*** Information given ***

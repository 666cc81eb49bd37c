//! Key event transport
//!
//! This module provides the [`KeyTransport`] seam the typist writes through,
//! and [`EvdevTransport`], which writes key events straight into the resolved
//! `/dev/input/eventN` node.

use std::str::FromStr;

use anyhow::{anyhow, Context, Result};
use evdev::{Device, EventType, InputEvent, Key};
use nix::unistd::{access, AccessFlags};

use crate::device::DeviceDescriptor;
use crate::keycode::KeyCode;

/// A writable handle that emits one key transition at a time.
pub trait KeyTransport {
    /// Emit a single press (`pressed == true`) or release of `code`.
    fn emit(&mut self, code: &KeyCode, pressed: bool) -> Result<()>;

    /// Whether the underlying device can emit `code`.
    fn supports(&self, _code: &KeyCode) -> bool {
        true
    }
}

/// Writes key events into an evdev device node.
pub struct EvdevTransport {
    device: Device,
    name: String,
}

impl EvdevTransport {
    /// Open the device behind `descriptor` for writing.
    ///
    /// # Errors
    ///
    /// Returns an error if the node is not writable by this process or cannot
    /// be opened.
    pub fn open(descriptor: &DeviceDescriptor) -> Result<Self> {
        let path = &descriptor.path;

        access(path.as_path(), AccessFlags::R_OK | AccessFlags::W_OK).with_context(|| {
            format!(
                "No read/write access to {} ('{}'). \
                 Is the user in the 'input' group?",
                path.display(),
                descriptor.name
            )
        })?;

        let device = Device::open(path)
            .with_context(|| format!("Failed to open device at {}", path.display()))?;

        tracing::info!("Typing through '{}' at {}", descriptor.name, path.display());

        Ok(Self {
            device,
            name: descriptor.name.clone(),
        })
    }

}

/// Resolve a key code to its evdev key.
pub fn evdev_key(code: &KeyCode) -> Result<Key> {
    Key::from_str(code.as_str()).map_err(|_| anyhow!("Unknown evdev key: {}", code))
}

impl KeyTransport for EvdevTransport {
    fn emit(&mut self, code: &KeyCode, pressed: bool) -> Result<()> {
        let key = evdev_key(code)?;
        let event = InputEvent::new(EventType::KEY, key.code(), i32::from(pressed));
        let syn = InputEvent::new(EventType::SYNCHRONIZATION, 0, 0);
        self.device
            .send_events(&[event, syn])
            .with_context(|| format!("Failed to write {} to '{}'", code, self.name))?;
        Ok(())
    }

    fn supports(&self, code: &KeyCode) -> bool {
        match evdev_key(code) {
            Ok(key) => self
                .device
                .supported_keys()
                .map(|keys| keys.contains(key))
                .unwrap_or(false),
            Err(_) => false,
        }
    }
}
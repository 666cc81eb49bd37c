//! Target device selection
//!
//! A device is chosen by name first and by capability second:
//!
//! 1. The first device whose name contains the pattern (case-insensitive).
//!    The pattern defaults to `"keyboard"`.
//! 2. Otherwise, the first device that declares the `keyboard` capability.
//!
//! If neither yields a device, resolution fails with [`DeviceNotFound`], which
//! callers must treat as fatal.

use miette::Diagnostic;
use thiserror::Error;

use crate::device::{DeviceDescriptor, DeviceSource, CAP_KEYBOARD};

/// Pattern used when none (or an empty one) is configured.
pub const DEFAULT_NAME_PATTERN: &str = "keyboard";

/// No input device matched by name or by capability.
///
/// This is not a recoverable condition: without a target device nothing can
/// be typed, so the process should exit.
#[derive(Error, Diagnostic, Debug, Clone, PartialEq, Eq)]
#[error("No keyboard device found (pattern '{pattern}', {inspected} device(s) inspected)")]
#[diagnostic(
    code(sendkey::device::not_found),
    help("run `sendkey devices` to list input devices, and check read/write access to /dev/input")
)]
pub struct DeviceNotFound {
    pub pattern: String,
    pub inspected: usize,
}

/// Selects exactly one target device from a [`DeviceSource`].
pub struct DeviceResolver<S> {
    source: S,
}

impl<S: DeviceSource> DeviceResolver<S> {
    pub fn new(source: S) -> Self {
        Self { source }
    }

    /// Choose the target device for `pattern`.
    pub fn resolve(&self, pattern: Option<&str>) -> Result<DeviceDescriptor, DeviceNotFound> {
        let pattern = effective_pattern(pattern);

        let devices = match self.source.list_devices() {
            Ok(devices) => devices,
            Err(e) => {
                tracing::warn!("Failed to enumerate input devices: {:#}", e);
                Vec::new()
            }
        };

        tracing::debug!(
            "Resolving device with pattern '{}' among {} device(s)",
            pattern,
            devices.len()
        );

        let inspected = devices.len();
        select(devices, pattern).ok_or_else(|| DeviceNotFound {
            pattern: pattern.to_string(),
            inspected,
        })
    }
}

/// The caller's pattern, or [`DEFAULT_NAME_PATTERN`] when absent or empty.
pub fn effective_pattern(pattern: Option<&str>) -> &str {
    match pattern {
        Some(p) if !p.is_empty() => p,
        _ => DEFAULT_NAME_PATTERN,
    }
}

/// Pick a device by name match, falling back to keyboard capability.
pub fn select(devices: Vec<DeviceDescriptor>, pattern: &str) -> Option<DeviceDescriptor> {
    let needle = pattern.to_lowercase();

    if let Some(index) = devices
        .iter()
        .position(|device| device.name.to_lowercase().contains(&needle))
    {
        tracing::debug!("Device '{}' matched by name", devices[index].name);
        return devices.into_iter().nth(index);
    }

    let device = devices
        .into_iter()
        .find(|device| device.has_capability(CAP_KEYBOARD))?;
    tracing::debug!(
        "No device name contains '{}', using keyboard-capable '{}'",
        pattern,
        device.name
    );
    Some(device)
}

#[cfg(test)]
mod tests {
    use super::*;

    fn device(name: &str, caps: &[&str]) -> DeviceDescriptor {
        DeviceDescriptor::new("/dev/input/event0", name, caps.iter().copied())
    }

    fn resolve(devices: Vec<DeviceDescriptor>, pattern: Option<&str>) -> Result<String, DeviceNotFound> {
        DeviceResolver::new(devices)
            .resolve(pattern)
            .map(|device| device.name)
    }

    #[test]
    fn test_effective_pattern() {
        assert_eq!(effective_pattern(None), "keyboard");
        assert_eq!(effective_pattern(Some("")), "keyboard");
        assert_eq!(effective_pattern(Some("Awesome")), "Awesome");
    }

    #[test]
    fn test_default_pattern_case_insensitive() {
        for name in ["keyboard", "Keyboard", "KEYBOARD", "dummy keyboard", "KEYBOARD(UPPER CASE)"] {
            let devices = vec![device(name, &[])];
            assert_eq!(resolve(devices, None).unwrap(), name);
        }
    }

    #[test]
    fn test_custom_pattern() {
        let devices = vec![
            device("AT Translated Set 2 keyboard", &["keyboard"]),
            device("Awesome KEY/BOARD input device", &["keyboard"]),
        ];
        assert_eq!(
            resolve(devices, Some("awesome key/board")).unwrap(),
            "Awesome KEY/BOARD input device"
        );
    }

    #[test]
    fn test_first_name_match_wins() {
        let devices = vec![
            device("Mouse", &["pointer"]),
            device("Keyboard one", &[]),
            device("Keyboard two", &["keyboard"]),
        ];
        assert_eq!(resolve(devices, None).unwrap(), "Keyboard one");
    }

    #[test]
    fn test_name_match_beats_capability() {
        let devices = vec![
            device("Consumer Control", &["keyboard"]),
            device("Logitech keyboard", &[]),
        ];
        assert_eq!(resolve(devices, None).unwrap(), "Logitech keyboard");
    }

    #[test]
    fn test_capability_fallback() {
        let devices = vec![device("Mouse", &["pointer"]), device("KEY-BOARD", &["keyboard"])];
        assert_eq!(resolve(devices, None).unwrap(), "KEY-BOARD");
    }

    #[test]
    fn test_capability_fallback_takes_first() {
        let devices = vec![device("HHKB", &["keyboard"]), device("Planck", &["keyboard"])];
        assert_eq!(resolve(devices, Some("corne")).unwrap(), "HHKB");
    }

    #[test]
    fn test_no_device_is_not_found() {
        let devices = vec![device("Mouse", &["pointer"]), device("Lid Switch", &["switch"])];
        let err = resolve(devices, None).unwrap_err();
        assert_eq!(
            err,
            DeviceNotFound {
                pattern: "keyboard".to_string(),
                inspected: 2,
            }
        );
    }

    #[test]
    fn test_empty_device_list_is_not_found() {
        let err = resolve(Vec::new(), Some("planck")).unwrap_err();
        assert_eq!(err.pattern, "planck");
        assert_eq!(err.inspected, 0);
    }

    struct BrokenSource;

    impl DeviceSource for BrokenSource {
        fn list_devices(&self) -> anyhow::Result<Vec<DeviceDescriptor>> {
            anyhow::bail!("permission denied")
        }
    }

    #[test]
    fn test_enumeration_failure_is_not_found() {
        let err = DeviceResolver::new(BrokenSource).resolve(None).unwrap_err();
        assert_eq!(err.inspected, 0);
    }
}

*** End of Information given ***

▶ **Description of the task**: From the data, collect all lines where the string "crate" appears.

▶ **Written solution**:
use crate::device::DeviceDescriptor;
use crate::keycode::KeyCode;
use crate::device::{DeviceDescriptor, DeviceSource, CAP_KEYBOARD};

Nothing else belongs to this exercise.